Collected data:
[Start of Attachment]

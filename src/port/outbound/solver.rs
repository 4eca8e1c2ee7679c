//! Solver port for the linear minimization oracle.
//!
//! The growth optimizer never solves its concave program in one shot. Each
//! Frank-Wolfe iteration instead asks a linear programming backend for the
//! vertex of the feasible polytope that minimizes the current gradient.
//!
//! # Overview
//!
//! - [`Solver`]: Core LP solver interface
//! - [`LpProblem`]: Problem definition
//! - [`LpSolution`]: Solution representation

use crate::domain::{Constraint, VariableBounds};
use crate::error::SolverError;

/// Linear programming solver.
///
/// Implementations wrap specific solver backends (HiGHS, GLPK, etc.) and
/// provide a unified interface for the sizing oracle.
///
/// # Thread Safety
///
/// Implementations must be thread-safe (`Send + Sync`) so an optimizer can be
/// shared across sizing requests.
pub trait Solver: Send + Sync {
    /// Return the solver name for logging and configuration.
    fn name(&self) -> &'static str;

    /// Solve a linear programming problem.
    ///
    /// Minimizes the objective function `c * x` subject to the constraints.
    ///
    /// # Errors
    ///
    /// Returns an error if the backend fails internally. Infeasible or
    /// unbounded problems are reported through [`LpSolution::status`].
    fn solve_lp(&self, problem: &LpProblem) -> Result<LpSolution, SolverError>;
}

/// Linear programming problem definition.
///
/// Represents a minimization problem of the form:
///
/// ```text
/// minimize    c^T * x
/// subject to  constraints
///             bounds on x
/// ```
#[derive(Debug, Clone, PartialEq)]
pub struct LpProblem {
    /// Objective function coefficients.
    pub objective: Vec<f64>,

    /// Linear constraints on the variables.
    pub constraints: Vec<Constraint>,

    /// Lower and upper bounds for each variable.
    pub bounds: Vec<VariableBounds>,
}

impl LpProblem {
    /// Create a new LP problem with the specified number of variables.
    ///
    /// Initializes all objective coefficients to zero and all variables to
    /// non-negative.
    #[must_use]
    pub fn new(num_vars: usize) -> Self {
        Self {
            objective: vec![0.0; num_vars],
            constraints: Vec::new(),
            bounds: vec![VariableBounds::default(); num_vars],
        }
    }

    /// Return the number of decision variables.
    #[must_use]
    pub fn num_vars(&self) -> usize {
        self.objective.len()
    }

    /// Same feasible region with a different objective.
    #[must_use]
    pub fn with_objective(&self, objective: Vec<f64>) -> Self {
        Self {
            objective,
            constraints: self.constraints.clone(),
            bounds: self.bounds.clone(),
        }
    }

    /// Whether `x` satisfies every bound and constraint within `tolerance`.
    #[must_use]
    pub fn is_feasible(&self, x: &[f64], tolerance: f64) -> bool {
        x.len() == self.num_vars()
            && self.bounds.iter().zip(x).all(|(b, &v)| {
                b.lower.map_or(true, |lb| v >= lb - tolerance)
                    && b.upper.map_or(true, |ub| v <= ub + tolerance)
            })
            && self.constraints.iter().all(|c| c.is_satisfied(x, tolerance))
    }
}

/// Solution to a linear programming problem.
#[derive(Debug, Clone, PartialEq)]
pub struct LpSolution {
    /// Optimal values for each decision variable.
    pub values: Vec<f64>,

    /// Optimal objective function value.
    pub objective: f64,

    /// Termination status of the solver.
    pub status: SolutionStatus,
}

impl LpSolution {
    /// Return `true` if the solver found an optimal solution.
    #[must_use]
    pub fn is_optimal(&self) -> bool {
        self.status == SolutionStatus::Optimal
    }
}

/// Termination status of an optimization solver.
#[derive(Debug, Clone, Copy, PartialEq, Eq)]
pub enum SolutionStatus {
    /// Solver found a globally optimal solution.
    Optimal,

    /// No feasible solution exists.
    Infeasible,

    /// Objective function is unbounded.
    Unbounded,

    /// Solver encountered an internal error.
    Error,
}
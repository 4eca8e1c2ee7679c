//! In-process LP oracle for tests that should not depend on HiGHS.

use crate::domain::ConstraintSense;
use crate::error::SolverError;
use crate::port::outbound::solver::{LpProblem, LpSolution, SolutionStatus, Solver};

/// Greedy vertex finder for sizing-shaped problems.
///
/// Fills variables in order of most negative objective coefficient, each up to
/// its upper bound or the remaining slack of any `<=` constraint it appears
/// in. Exact for box bounds plus one unit-coefficient budget, which is what
/// most tests build; a feasible vertex otherwise. Lower bounds are taken as 0
/// and `>=`/`=` constraints are ignored.
#[derive(Debug, Clone, Copy, Default)]
pub struct GreedySolver;

impl Solver for GreedySolver {
    fn name(&self) -> &'static str {
        "greedy"
    }

    fn solve_lp(&self, problem: &LpProblem) -> Result<LpSolution, SolverError> {
        let n = problem.num_vars();
        let mut order: Vec<usize> = (0..n).filter(|&i| problem.objective[i] < 0.0).collect();
        order.sort_by(|&a, &b| problem.objective[a].total_cmp(&problem.objective[b]));

        let mut values = vec![0.0; n];
        for i in order {
            let mut room = problem.bounds[i].upper.unwrap_or(f64::INFINITY);
            for constraint in &problem.constraints {
                let coefficient = constraint.coefficients[i];
                if constraint.sense == ConstraintSense::LessEqual && coefficient > 0.0 {
                    let slack = constraint.rhs - constraint.lhs(&values);
                    room = room.min(slack / coefficient);
                }
            }
            if !room.is_finite() {
                return Ok(LpSolution {
                    values: vec![0.0; n],
                    objective: f64::NEG_INFINITY,
                    status: SolutionStatus::Unbounded,
                });
            }
            values[i] = room.max(0.0);
        }

        let objective = problem.objective.iter().zip(&values).map(|(c, x)| c * x).sum();
        Ok(LpSolution {
            values,
            objective,
            status: SolutionStatus::Optimal,
        })
    }
}

/// Oracle that always reports the configured status.
#[derive(Debug, Clone, Copy)]
pub struct StatusSolver(pub SolutionStatus);

impl Solver for StatusSolver {
    fn name(&self) -> &'static str {
        "status"
    }

    fn solve_lp(&self, problem: &LpProblem) -> Result<LpSolution, SolverError> {
        Ok(LpSolution {
            values: vec![0.0; problem.num_vars()],
            objective: 0.0,
            status: self.0,
        })
    }
}

/// Oracle whose backend always fails.
#[derive(Debug, Clone, Copy, Default)]
pub struct BrokenSolver;

impl Solver for BrokenSolver {
    fn name(&self) -> &'static str {
        "broken"
    }

    fn solve_lp(&self, _problem: &LpProblem) -> Result<LpSolution, SolverError> {
        Err(SolverError::Backend("backend unavailable".into()))
    }
}
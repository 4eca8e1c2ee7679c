//! Solver-agnostic domain types.

pub mod allocation;
pub mod bet;
pub mod constraint;
pub mod covariance;
pub mod error;
pub mod id;
pub mod limits;
pub mod pattern;
pub mod relationship;

pub use allocation::{Allocation, AllocationPlan, ParlayValuation, Recommendation, SizingMethod};
pub use bet::{Bet, BetState};
pub use constraint::{Constraint, ConstraintSense, VariableBounds};
pub use covariance::CovarianceMatrix;
pub use error::DomainError;
pub use id::{BetId, EventId, RelationshipId};
pub use limits::RiskLimits;
pub use pattern::{Pattern, PatternLibrary};
pub use relationship::{DependencyType, Relationship, RelationshipSource};
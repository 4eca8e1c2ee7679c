//! Trait definitions (hexagonal ports). Depend only on domain.
//!
//! Ports define the extension points that adapters implement to plug
//! external systems into the application layer.
//!
//! # Architecture
//!
//! ```text
//!                    ┌─────────────────────────┐
//!                    │      Application        │
//!                    │  graph + optimizer      │
//!                    └────────────┬────────────┘
//!                                 │
//!                                 ▼
//!                          ┌─────────────┐
//!                          │   Solver    │
//!                          │   Adapter   │
//!                          └─────────────┘
//! ```
//!
//! # Available Ports
//!
//! - [`outbound::solver::Solver`] - LP backend used as the Frank-Wolfe oracle

pub mod outbound;
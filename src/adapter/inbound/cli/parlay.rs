//! Handler for the `parlay` command.

use serde_json::json;

use super::command::ParlayArgs;
use super::{bet_ids, load_slate, output, settled_ids};
use crate::domain::{ParlayValuation, Recommendation};
use crate::error::Result;
use crate::infrastructure::config::settings::Config;

/// Execute `parlay`.
pub fn execute(config: &Config, args: &ParlayArgs) -> Result<()> {
    let loaded = load_slate(&args.slate)?;
    let legs = bet_ids(&args.legs);
    let valuation = config
        .optimizer()?
        .compute_parlay_value(&loaded.graph, &legs)?;

    if output::is_json() {
        output::json_output(&json!({
            "command": "parlay",
            "settled": settled_ids(&loaded),
            "valuation": valuation,
        }));
        return Ok(());
    }

    output::header(env!("CARGO_PKG_VERSION"));
    print_valuation(&valuation);
    Ok(())
}

fn print_valuation(v: &ParlayValuation) {
    let legs: Vec<String> = v.leg_ids.iter().map(ToString::to_string).collect();

    output::section("Parlay");
    output::field("Legs", legs.join(" + "));
    output::field("Odds", format!("{:.3}", v.parlay_odds));

    output::section("Probability");
    output::field("True", output::percent(v.true_probability));
    output::field("Naive", output::percent(v.naive_probability));
    output::field(
        "Correlation",
        output::signed(
            v.correlation_adjustment,
            output::percent(v.correlation_adjustment),
        ),
    );
    output::field("Market implied", output::percent(v.market_implied_prob));

    output::section("Value");
    output::field("Edge", output::signed(v.edge, output::percent(v.edge)));
    output::field(
        "Expected value",
        output::signed(v.expected_value, format!("{:+.4}", v.expected_value)),
    );
    match v.recommendation {
        Recommendation::Bet => output::success("BET: edge clears the minimum"),
        Recommendation::Pass => output::note("PASS: edge below the minimum"),
    }
}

[End of Attachment]

WHAT NEEDS TO BE DONE:
Transcribe the records above exactly, from the opening line down to and including the line with "pub struct LpProblem".

EXPECTED ANSWER:
filename src/port/outbound/solver.rs
repository 4eca8e1c2ee7679c
//! Solver port for the linear minimization oracle.
//!
//! The growth optimizer never solves its concave program in one shot. Each
//! Frank-Wolfe iteration instead asks a linear programming backend for the
//! vertex of the feasible polytope that minimizes the current gradient.
//!
//! # Overview
//!
//! - [`Solver`]: Core LP solver interface
//! - [`LpProblem`]: Problem definition
//! - [`LpSolution`]: Solution representation

use crate::domain::{Constraint, VariableBounds};
use crate::error::SolverError;

/// Linear programming solver.
///
/// Implementations wrap specific solver backends (HiGHS, GLPK, etc.) and
/// provide a unified interface for the sizing oracle.
///
/// # Thread Safety
///
/// Implementations must be thread-safe (`Send + Sync`) so an optimizer can be
/// shared across sizing requests.
pub trait Solver: Send + Sync {
    /// Return the solver name for logging and configuration.
    fn name(&self) -> &'static str;

    /// Solve a linear programming problem.
    ///
    /// Minimizes the objective function `c * x` subject to the constraints.
    ///
    /// # Errors
    ///
    /// Returns an error if the backend fails internally. Infeasible or
    /// unbounded problems are reported through [`LpSolution::status`].
    fn solve_lp(&self, problem: &LpProblem) -> Result<LpSolution, SolverError>;
}

/// Linear programming problem definition.
///
/// Represents a minimization problem of the form:
///
/// ```text
/// minimize    c^T * x
/// subject to  constraints
///             bounds on x
/// ```
#[derive(Debug, Clone, PartialEq)]
pub struct LpProblem {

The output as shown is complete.